**Exercise:** Using the listing below, return every line that includes "recommendation".
BEGIN Working data
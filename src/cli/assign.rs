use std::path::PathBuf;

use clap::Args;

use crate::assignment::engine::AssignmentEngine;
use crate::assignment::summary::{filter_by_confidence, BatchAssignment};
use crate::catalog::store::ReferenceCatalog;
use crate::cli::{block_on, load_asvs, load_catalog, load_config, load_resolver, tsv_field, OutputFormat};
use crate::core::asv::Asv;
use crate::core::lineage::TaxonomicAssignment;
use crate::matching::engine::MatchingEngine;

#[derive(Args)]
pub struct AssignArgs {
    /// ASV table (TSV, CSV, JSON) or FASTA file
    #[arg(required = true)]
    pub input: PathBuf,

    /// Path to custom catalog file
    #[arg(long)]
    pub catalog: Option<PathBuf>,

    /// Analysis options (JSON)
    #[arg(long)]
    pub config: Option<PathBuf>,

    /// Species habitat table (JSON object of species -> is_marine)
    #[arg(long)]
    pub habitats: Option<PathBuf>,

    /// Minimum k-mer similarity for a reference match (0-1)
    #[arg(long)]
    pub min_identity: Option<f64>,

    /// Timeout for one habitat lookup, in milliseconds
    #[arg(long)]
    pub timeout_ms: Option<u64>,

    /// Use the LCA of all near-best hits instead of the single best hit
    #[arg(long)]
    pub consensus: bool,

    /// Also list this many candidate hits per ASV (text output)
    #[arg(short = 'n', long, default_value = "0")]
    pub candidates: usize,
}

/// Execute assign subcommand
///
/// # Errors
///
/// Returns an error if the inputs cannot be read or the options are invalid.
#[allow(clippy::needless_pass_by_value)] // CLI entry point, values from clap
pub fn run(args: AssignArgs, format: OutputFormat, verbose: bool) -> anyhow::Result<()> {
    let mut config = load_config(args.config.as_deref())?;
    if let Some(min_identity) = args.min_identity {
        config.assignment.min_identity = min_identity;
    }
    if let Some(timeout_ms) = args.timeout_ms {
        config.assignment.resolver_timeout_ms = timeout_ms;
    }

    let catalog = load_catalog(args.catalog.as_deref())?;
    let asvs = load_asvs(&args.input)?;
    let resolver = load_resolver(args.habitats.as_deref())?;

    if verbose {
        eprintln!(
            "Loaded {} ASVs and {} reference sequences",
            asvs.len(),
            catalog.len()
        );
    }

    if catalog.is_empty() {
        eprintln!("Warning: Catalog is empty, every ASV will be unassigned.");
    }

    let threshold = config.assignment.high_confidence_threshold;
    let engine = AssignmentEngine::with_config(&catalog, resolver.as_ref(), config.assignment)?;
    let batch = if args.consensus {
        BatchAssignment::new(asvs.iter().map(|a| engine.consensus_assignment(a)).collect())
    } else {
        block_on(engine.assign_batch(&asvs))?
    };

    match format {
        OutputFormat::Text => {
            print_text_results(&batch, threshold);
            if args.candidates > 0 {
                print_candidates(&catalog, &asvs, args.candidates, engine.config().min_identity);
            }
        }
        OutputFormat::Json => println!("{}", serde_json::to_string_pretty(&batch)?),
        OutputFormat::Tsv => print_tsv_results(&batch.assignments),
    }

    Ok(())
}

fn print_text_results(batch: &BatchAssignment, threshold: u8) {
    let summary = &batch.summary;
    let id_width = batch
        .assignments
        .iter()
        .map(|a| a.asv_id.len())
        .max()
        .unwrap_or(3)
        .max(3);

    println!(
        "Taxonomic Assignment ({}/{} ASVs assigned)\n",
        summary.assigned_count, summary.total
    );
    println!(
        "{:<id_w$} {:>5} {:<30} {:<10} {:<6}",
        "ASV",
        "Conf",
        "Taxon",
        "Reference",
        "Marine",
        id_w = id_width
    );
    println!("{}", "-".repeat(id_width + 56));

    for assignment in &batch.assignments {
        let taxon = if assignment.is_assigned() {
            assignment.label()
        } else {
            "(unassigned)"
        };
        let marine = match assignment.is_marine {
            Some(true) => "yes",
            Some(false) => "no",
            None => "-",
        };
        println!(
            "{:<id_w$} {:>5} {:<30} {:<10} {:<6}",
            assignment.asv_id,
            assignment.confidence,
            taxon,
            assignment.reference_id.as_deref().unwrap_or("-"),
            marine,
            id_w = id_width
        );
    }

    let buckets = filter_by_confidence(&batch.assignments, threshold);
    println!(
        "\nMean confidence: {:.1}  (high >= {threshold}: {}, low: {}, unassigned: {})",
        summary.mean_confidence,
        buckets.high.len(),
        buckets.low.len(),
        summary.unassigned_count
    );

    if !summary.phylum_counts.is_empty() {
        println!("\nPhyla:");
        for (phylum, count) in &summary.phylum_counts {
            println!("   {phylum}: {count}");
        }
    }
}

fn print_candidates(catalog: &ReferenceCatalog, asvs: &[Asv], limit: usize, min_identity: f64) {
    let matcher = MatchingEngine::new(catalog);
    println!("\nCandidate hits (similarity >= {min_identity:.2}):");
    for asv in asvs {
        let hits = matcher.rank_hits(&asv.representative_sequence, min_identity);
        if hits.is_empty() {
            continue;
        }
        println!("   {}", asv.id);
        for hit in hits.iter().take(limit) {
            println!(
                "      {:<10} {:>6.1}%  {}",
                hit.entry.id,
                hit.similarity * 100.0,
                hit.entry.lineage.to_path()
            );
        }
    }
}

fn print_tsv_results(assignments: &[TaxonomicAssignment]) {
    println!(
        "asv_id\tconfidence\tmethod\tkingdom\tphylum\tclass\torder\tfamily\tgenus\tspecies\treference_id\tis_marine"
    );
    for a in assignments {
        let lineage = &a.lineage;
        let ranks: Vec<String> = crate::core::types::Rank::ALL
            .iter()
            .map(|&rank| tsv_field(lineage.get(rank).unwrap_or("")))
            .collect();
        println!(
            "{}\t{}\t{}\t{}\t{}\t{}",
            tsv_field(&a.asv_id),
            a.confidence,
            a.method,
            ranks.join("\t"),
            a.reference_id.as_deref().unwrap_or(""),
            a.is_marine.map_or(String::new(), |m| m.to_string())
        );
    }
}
END Working data
BEGIN Working data
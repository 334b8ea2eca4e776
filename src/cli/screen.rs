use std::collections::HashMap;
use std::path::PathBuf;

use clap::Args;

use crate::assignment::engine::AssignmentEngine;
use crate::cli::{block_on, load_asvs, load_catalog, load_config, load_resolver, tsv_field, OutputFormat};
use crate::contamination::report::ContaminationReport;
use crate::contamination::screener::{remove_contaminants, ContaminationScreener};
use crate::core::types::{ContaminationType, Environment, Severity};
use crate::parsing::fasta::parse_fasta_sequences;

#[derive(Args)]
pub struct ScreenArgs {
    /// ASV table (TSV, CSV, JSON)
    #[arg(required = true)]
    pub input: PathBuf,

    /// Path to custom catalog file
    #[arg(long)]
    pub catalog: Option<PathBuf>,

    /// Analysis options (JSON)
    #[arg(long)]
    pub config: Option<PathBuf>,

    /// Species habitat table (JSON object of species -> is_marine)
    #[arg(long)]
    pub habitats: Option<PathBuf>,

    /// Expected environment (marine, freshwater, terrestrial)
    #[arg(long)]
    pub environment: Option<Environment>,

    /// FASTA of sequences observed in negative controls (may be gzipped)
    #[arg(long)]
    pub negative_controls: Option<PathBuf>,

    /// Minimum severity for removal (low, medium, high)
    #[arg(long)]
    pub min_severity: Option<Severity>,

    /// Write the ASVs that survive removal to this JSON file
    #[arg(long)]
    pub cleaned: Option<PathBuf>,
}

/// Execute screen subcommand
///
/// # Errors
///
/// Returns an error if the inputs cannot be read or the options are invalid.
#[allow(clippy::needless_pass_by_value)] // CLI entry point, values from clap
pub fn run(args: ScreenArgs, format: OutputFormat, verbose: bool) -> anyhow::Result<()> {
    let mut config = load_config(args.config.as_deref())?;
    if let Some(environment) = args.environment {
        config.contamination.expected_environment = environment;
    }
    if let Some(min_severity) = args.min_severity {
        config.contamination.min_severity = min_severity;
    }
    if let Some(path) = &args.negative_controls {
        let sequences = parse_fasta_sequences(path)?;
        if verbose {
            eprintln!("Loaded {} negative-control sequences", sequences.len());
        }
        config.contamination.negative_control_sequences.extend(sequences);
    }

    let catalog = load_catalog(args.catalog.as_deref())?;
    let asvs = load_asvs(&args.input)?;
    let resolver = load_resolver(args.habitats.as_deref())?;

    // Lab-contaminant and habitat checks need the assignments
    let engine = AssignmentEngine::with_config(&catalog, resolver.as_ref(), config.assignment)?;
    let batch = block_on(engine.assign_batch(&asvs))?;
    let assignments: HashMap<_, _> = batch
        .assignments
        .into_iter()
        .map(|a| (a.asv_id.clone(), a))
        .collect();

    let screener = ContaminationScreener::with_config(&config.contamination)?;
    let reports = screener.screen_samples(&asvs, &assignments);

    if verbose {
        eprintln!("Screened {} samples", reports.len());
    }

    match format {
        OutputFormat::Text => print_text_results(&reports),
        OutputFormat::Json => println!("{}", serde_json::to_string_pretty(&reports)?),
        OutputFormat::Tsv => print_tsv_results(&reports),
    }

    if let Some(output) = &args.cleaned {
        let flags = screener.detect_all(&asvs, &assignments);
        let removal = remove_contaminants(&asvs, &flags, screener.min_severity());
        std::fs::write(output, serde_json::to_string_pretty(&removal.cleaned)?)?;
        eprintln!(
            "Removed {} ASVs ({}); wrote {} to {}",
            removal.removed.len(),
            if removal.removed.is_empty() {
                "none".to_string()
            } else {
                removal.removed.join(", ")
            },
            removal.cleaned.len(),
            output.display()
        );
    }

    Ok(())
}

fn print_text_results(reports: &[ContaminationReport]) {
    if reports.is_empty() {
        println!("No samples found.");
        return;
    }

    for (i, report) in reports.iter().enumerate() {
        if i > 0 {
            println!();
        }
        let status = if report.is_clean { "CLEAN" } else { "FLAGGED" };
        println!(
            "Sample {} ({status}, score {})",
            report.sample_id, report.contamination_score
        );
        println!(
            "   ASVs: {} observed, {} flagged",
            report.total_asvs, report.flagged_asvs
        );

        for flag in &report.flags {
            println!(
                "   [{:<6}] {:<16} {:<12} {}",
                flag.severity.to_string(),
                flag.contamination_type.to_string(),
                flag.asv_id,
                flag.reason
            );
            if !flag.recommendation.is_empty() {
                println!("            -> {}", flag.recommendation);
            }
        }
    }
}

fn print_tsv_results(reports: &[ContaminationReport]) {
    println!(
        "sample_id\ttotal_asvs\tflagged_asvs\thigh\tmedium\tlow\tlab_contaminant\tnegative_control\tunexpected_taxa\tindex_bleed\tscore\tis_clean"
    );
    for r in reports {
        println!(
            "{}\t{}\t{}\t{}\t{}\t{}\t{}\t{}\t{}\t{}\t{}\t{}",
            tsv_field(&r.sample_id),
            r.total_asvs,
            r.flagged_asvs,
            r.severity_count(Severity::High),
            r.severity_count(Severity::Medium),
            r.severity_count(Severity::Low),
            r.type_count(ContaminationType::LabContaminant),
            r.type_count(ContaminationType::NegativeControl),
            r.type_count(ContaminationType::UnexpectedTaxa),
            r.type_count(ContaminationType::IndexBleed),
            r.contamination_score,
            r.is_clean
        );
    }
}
END Working data
BEGIN Working data
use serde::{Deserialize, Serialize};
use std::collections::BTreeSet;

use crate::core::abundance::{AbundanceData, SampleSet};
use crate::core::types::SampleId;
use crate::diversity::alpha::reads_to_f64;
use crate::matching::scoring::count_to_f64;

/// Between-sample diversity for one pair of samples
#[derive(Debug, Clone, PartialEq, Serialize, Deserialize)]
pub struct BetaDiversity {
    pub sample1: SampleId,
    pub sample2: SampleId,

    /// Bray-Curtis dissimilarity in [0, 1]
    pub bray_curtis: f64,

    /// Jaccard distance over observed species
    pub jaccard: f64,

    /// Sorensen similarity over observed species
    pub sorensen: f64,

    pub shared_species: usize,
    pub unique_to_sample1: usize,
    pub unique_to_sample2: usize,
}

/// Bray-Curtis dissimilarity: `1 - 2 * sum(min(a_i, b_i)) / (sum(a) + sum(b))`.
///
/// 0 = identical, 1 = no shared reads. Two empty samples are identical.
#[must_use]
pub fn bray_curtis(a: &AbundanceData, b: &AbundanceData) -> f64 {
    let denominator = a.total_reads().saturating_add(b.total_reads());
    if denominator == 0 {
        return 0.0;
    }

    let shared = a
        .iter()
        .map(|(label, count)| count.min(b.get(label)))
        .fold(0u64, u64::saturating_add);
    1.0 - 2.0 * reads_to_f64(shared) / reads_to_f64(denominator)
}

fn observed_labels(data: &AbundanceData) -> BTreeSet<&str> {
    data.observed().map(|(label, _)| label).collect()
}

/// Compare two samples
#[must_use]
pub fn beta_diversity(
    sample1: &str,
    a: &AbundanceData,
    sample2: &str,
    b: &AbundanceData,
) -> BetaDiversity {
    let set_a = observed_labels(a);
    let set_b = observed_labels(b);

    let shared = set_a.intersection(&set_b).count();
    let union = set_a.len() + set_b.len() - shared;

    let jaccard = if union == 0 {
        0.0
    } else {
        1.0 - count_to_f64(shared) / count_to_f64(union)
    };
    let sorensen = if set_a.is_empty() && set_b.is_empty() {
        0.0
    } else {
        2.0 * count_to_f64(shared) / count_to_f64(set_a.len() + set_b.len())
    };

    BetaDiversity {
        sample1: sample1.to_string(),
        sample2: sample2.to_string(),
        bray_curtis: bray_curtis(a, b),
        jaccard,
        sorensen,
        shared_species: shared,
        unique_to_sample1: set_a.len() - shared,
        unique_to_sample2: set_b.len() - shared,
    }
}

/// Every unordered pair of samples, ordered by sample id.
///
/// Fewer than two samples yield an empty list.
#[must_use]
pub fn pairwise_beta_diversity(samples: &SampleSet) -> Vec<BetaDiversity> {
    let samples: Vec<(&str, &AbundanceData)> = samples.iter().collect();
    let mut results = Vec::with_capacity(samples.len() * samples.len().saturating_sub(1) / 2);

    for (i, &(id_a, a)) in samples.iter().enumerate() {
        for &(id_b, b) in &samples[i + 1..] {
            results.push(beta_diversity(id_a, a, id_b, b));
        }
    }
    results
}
END Working data
**Task output:**
            if !flag.recommendation.is_empty() {
                println!("            -> {}", flag.recommendation);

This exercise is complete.